In 2018, their entertainment lineup cost $7,350.

Dudley, front left, introduces the Kelley Lennon Band.

Members of the Friends walk around with donation baskets, and if attendance in normal, just $1 each from the guests will be enough to keep the music playing, Dudley said.

But the figure gets harder to reach when inclement weather forces the crowds indoors. 

“People just don’t come out, and I wish they would, because if they came they’d see what a great time it is inside,” Dudley said. “Those that come really enjoy it.”

If the funds aren’t raised through donations and food sales, Riverwalk concert entertainment is paid for out of the Friends treasury, a fund used to buy supplies for special library programs. 

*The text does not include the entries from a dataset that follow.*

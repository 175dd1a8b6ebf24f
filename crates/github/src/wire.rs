//! GitHub REST response bodies and their conversion into domain values.
//!
//! Only the fields the report reads are declared; serde ignores the rest.

use chrono::{DateTime, Utc};
use serde::Deserialize;

use report::{
    CommitDetail, CommitSha, CommitStats, HostingError, RemoteCommit, RepositoryName,
    RepositoryRef, Timestamp,
};

/// Entry of `GET /orgs/{org}/repos`.
#[derive(Debug, Deserialize)]
pub(crate) struct RepositoryEntry {
    pub name: String,
}

/// Entry of `GET /repos/{owner}/{repo}/commits`.
#[derive(Debug, Deserialize)]
pub(crate) struct CommitEntry {
    pub sha: String,
    pub commit: GitCommit,
    pub url: String,
}

#[derive(Debug, Deserialize)]
pub(crate) struct GitCommit {
    pub message: String,
    pub committer: Option<GitSignature>,
    pub author: Option<GitSignature>,
}

#[derive(Debug, Deserialize)]
pub(crate) struct GitSignature {
    pub name: String,
    pub date: DateTime<Utc>,
}

/// Body of `GET /repos/{owner}/{repo}/commits/{ref}`.
#[derive(Debug, Deserialize)]
pub(crate) struct CommitDetailEntry {
    pub sha: String,
    pub stats: Option<StatsEntry>,
}

#[derive(Debug, Deserialize)]
pub(crate) struct StatsEntry {
    pub additions: u64,
    pub deletions: u64,
    pub total: u64,
}

/// Error body GitHub attaches to non-success responses.
#[derive(Debug, Deserialize)]
pub(crate) struct ErrorBody {
    pub message: String,
}

// ---------------------------------------------------------------------------
// Conversions
// ---------------------------------------------------------------------------

fn sha(value: String) -> Result<CommitSha, HostingError> {
    CommitSha::new(value).ok_or_else(|| HostingError::Decode("commit without sha".into()))
}

impl TryFrom<RepositoryEntry> for RepositoryRef {
    type Error = HostingError;

    fn try_from(entry: RepositoryEntry) -> Result<Self, Self::Error> {
        let name = RepositoryName::new(entry.name)
            .ok_or_else(|| HostingError::Decode("repository without name".into()))?;
        Ok(RepositoryRef { name })
    }
}

impl TryFrom<CommitEntry> for RemoteCommit {
    type Error = HostingError;

    fn try_from(entry: CommitEntry) -> Result<Self, Self::Error> {
        let GitCommit {
            message,
            committer,
            author,
        } = entry.commit;
        let signature = committer.or(author).ok_or_else(|| {
            HostingError::Decode(format!("commit {} has no committer", entry.sha))
        })?;

        Ok(RemoteCommit {
            sha: sha(entry.sha)?,
            date: Timestamp::from_utc(signature.date),
            name: signature.name,
            message,
            url: entry.url,
        })
    }
}

impl TryFrom<CommitDetailEntry> for CommitDetail {
    type Error = HostingError;

    fn try_from(entry: CommitDetailEntry) -> Result<Self, Self::Error> {
        let stats = entry.stats.ok_or_else(|| {
            HostingError::Decode(format!("commit {} has no stats", entry.sha))
        })?;

        Ok(CommitDetail {
            sha: sha(entry.sha)?,
            stats: CommitStats {
                additions: stats.additions,
                deletions: stats.deletions,
                total: stats.total,
            },
        })
    }
}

“That’s what we want our bank account to go toward, but we’re committed to doing these concerts,” Dudley said. “We’re hopeful that the weather is good for the rest of the schedule.”

Dudley also worries how the show will go on once the current group of volunteers moves on. 

“The unfortunate thing is we’re all getting kind of old,” she said. “There’s no young people behind me.”

She encourages those interested to join the friends, and hopes to see big crowds for the rest of the concert season enjoying the best local talent. 

“They’re a nice night. They really are,” Dudley said of the Riverwalk series. “People sit down and relax and they hear some good music.” 

“I’m looking forward to all of them,” she added.  “I think we have a tremendous lineup of talent.” 

Riverwalk Times concerts will continue at 6 p.m. every Saturday at the pavilion in front of Jesse Smith through August 31.